Task item: Your answer should be one number: the count of lines in these entries that hold the word "this".

***** Supplied material

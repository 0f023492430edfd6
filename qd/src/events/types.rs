//! Event types for scheduler and bulk activity
//!
//! Every state transition the scheduler or the bulk aggregator makes is
//! described by one of these variants:
//! - Service lifecycle (start, stop, pause, resume)
//! - Task lifecycle (added, started, completed, failed, retry, cancelled)
//! - Bulk aggregates (created, progress, status changes, pause/resume/cancel/retry)

use chrono::{DateTime, Utc};
use queuestore::Task;
use serde::{Deserialize, Serialize};
use serde_json::Value;

/// Core event enum, serialized as `{"type": "<snake_case>", ...}`
#[derive(Clone, Debug, PartialEq, Serialize, Deserialize)]
#[serde(tag = "type", rename_all = "snake_case")]
pub enum Event {
    // === Service Lifecycle ===
    ServiceStarted {
        /// Rows demoted from InProgress by crash recovery
        recovered: usize,
        /// Pending rows loaded into the queue
        loaded: usize,
    },
    ServiceStopped {
        /// In-flight tasks put back to Pending
        demoted: usize,
    },
    ServicePaused,
    ServiceResumed,

    // === Task Lifecycle ===
    TaskAdded {
        task_id: String,
        subject_id: String,
        operation: String,
        priority: i32,
        bulk_id: Option<String>,
    },
    TaskStarted {
        task_id: String,
        subject_id: String,
        operation: String,
        bulk_id: Option<String>,
    },
    TaskCompleted {
        task_id: String,
        subject_id: String,
        operation: String,
        bulk_id: Option<String>,
        /// Handler output
        result: Value,
        duration_ms: u64,
    },
    TaskFailed {
        task_id: String,
        subject_id: String,
        operation: String,
        bulk_id: Option<String>,
        error: String,
        retries: u32,
    },
    TaskRetryScheduled {
        task_id: String,
        subject_id: String,
        operation: String,
        bulk_id: Option<String>,
        error: String,
        retries: u32,
        next_priority: i32,
        delay_ms: u64,
    },
    TaskCancelled {
        task_id: String,
        bulk_id: Option<String>,
        /// True when the handler is still running and only its retry was prevented
        in_flight: bool,
    },
    BatchStarted {
        task_ids: Vec<String>,
    },

    // === Bulk Aggregates ===
    BulkTaskCreated {
        bulk_id: String,
        operation_type: String,
        description: String,
        priority: i32,
    },
    BulkTaskUpdated {
        bulk_id: String,
        old_status: String,
        status: String,
    },
    BulkTaskProgress {
        bulk_id: String,
        total: usize,
        completed: usize,
        failed: usize,
        progress: f64,
        estimated_time_remaining_ms: Option<u64>,
    },
    BulkTaskPaused {
        bulk_id: String,
    },
    BulkTaskResumed {
        bulk_id: String,
    },
    BulkTaskCancelled {
        bulk_id: String,
        cancelled_tasks: usize,
    },
    BulkTaskRetrying {
        bulk_id: String,
        retried: usize,
        new_task_ids: Vec<String>,
    },
}

impl Event {
    /// Wire name of the event type
    pub fn event_type(&self) -> &'static str {
        match self {
            Event::ServiceStarted { .. } => "service_started",
            Event::ServiceStopped { .. } => "service_stopped",
            Event::ServicePaused => "service_paused",
            Event::ServiceResumed => "service_resumed",
            Event::TaskAdded { .. } => "task_added",
            Event::TaskStarted { .. } => "task_started",
            Event::TaskCompleted { .. } => "task_completed",
            Event::TaskFailed { .. } => "task_failed",
            Event::TaskRetryScheduled { .. } => "task_retry_scheduled",
            Event::TaskCancelled { .. } => "task_cancelled",
            Event::BatchStarted { .. } => "batch_started",
            Event::BulkTaskCreated { .. } => "bulk_task_created",
            Event::BulkTaskUpdated { .. } => "bulk_task_updated",
            Event::BulkTaskProgress { .. } => "bulk_task_progress",
            Event::BulkTaskPaused { .. } => "bulk_task_paused",
            Event::BulkTaskResumed { .. } => "bulk_task_resumed",
            Event::BulkTaskCancelled { .. } => "bulk_task_cancelled",
            Event::BulkTaskRetrying { .. } => "bulk_task_retrying",
        }
    }

    /// Task this event is about, if any
    pub fn task_id(&self) -> Option<&str> {
        match self {
            Event::TaskAdded { task_id, .. }
            | Event::TaskStarted { task_id, .. }
            | Event::TaskCompleted { task_id, .. }
            | Event::TaskFailed { task_id, .. }
            | Event::TaskRetryScheduled { task_id, .. }
            | Event::TaskCancelled { task_id, .. } => Some(task_id),
            _ => None,
        }
    }

    /// Bulk aggregate this event belongs to, if any
    pub fn bulk_id(&self) -> Option<&str> {
        match self {
            Event::TaskAdded { bulk_id, .. }
            | Event::TaskStarted { bulk_id, .. }
            | Event::TaskCompleted { bulk_id, .. }
            | Event::TaskFailed { bulk_id, .. }
            | Event::TaskRetryScheduled { bulk_id, .. }
            | Event::TaskCancelled { bulk_id, .. } => bulk_id.as_deref(),
            Event::BulkTaskCreated { bulk_id, .. }
            | Event::BulkTaskUpdated { bulk_id, .. }
            | Event::BulkTaskProgress { bulk_id, .. }
            | Event::BulkTaskPaused { bulk_id }
            | Event::BulkTaskResumed { bulk_id }
            | Event::BulkTaskCancelled { bulk_id, .. }
            | Event::BulkTaskRetrying { bulk_id, .. } => Some(bulk_id),
            _ => None,
        }
    }

    // === Constructors from task rows ===

    pub fn task_added(task: &Task) -> Self {
        Event::TaskAdded {
            task_id: task.id.clone(),
            subject_id: task.subject_id.clone(),
            operation: task.operation.clone(),
            priority: task.priority,
            bulk_id: task.bulk_id.clone(),
        }
    }

    pub fn task_started(task: &Task) -> Self {
        Event::TaskStarted {
            task_id: task.id.clone(),
            subject_id: task.subject_id.clone(),
            operation: task.operation.clone(),
            bulk_id: task.bulk_id.clone(),
        }
    }

    pub fn task_completed(task: &Task, result: Value, duration_ms: u64) -> Self {
        Event::TaskCompleted {
            task_id: task.id.clone(),
            subject_id: task.subject_id.clone(),
            operation: task.operation.clone(),
            bulk_id: task.bulk_id.clone(),
            result,
            duration_ms,
        }
    }

    pub fn task_failed(task: &Task, error: &str) -> Self {
        Event::TaskFailed {
            task_id: task.id.clone(),
            subject_id: task.subject_id.clone(),
            operation: task.operation.clone(),
            bulk_id: task.bulk_id.clone(),
            error: error.to_string(),
            retries: task.retries,
        }
    }

    pub fn task_retry_scheduled(task: &Task, error: &str, delay_ms: u64) -> Self {
        Event::TaskRetryScheduled {
            task_id: task.id.clone(),
            subject_id: task.subject_id.clone(),
            operation: task.operation.clone(),
            bulk_id: task.bulk_id.clone(),
            error: error.to_string(),
            retries: task.retries,
            next_priority: task.priority,
            delay_ms,
        }
    }
}

/// Event with timestamp for JSONL persistence
#[derive(Clone, Debug, Serialize, Deserialize)]
pub struct EventLogEntry {
    #[serde(rename = "ts")]
    pub timestamp: DateTime<Utc>,
    pub event: Event,
}

impl EventLogEntry {
    pub fn new(event: Event) -> Self {
        Self {
            timestamp: Utc::now(),
            event,
        }
    }
}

**********

Response area: 2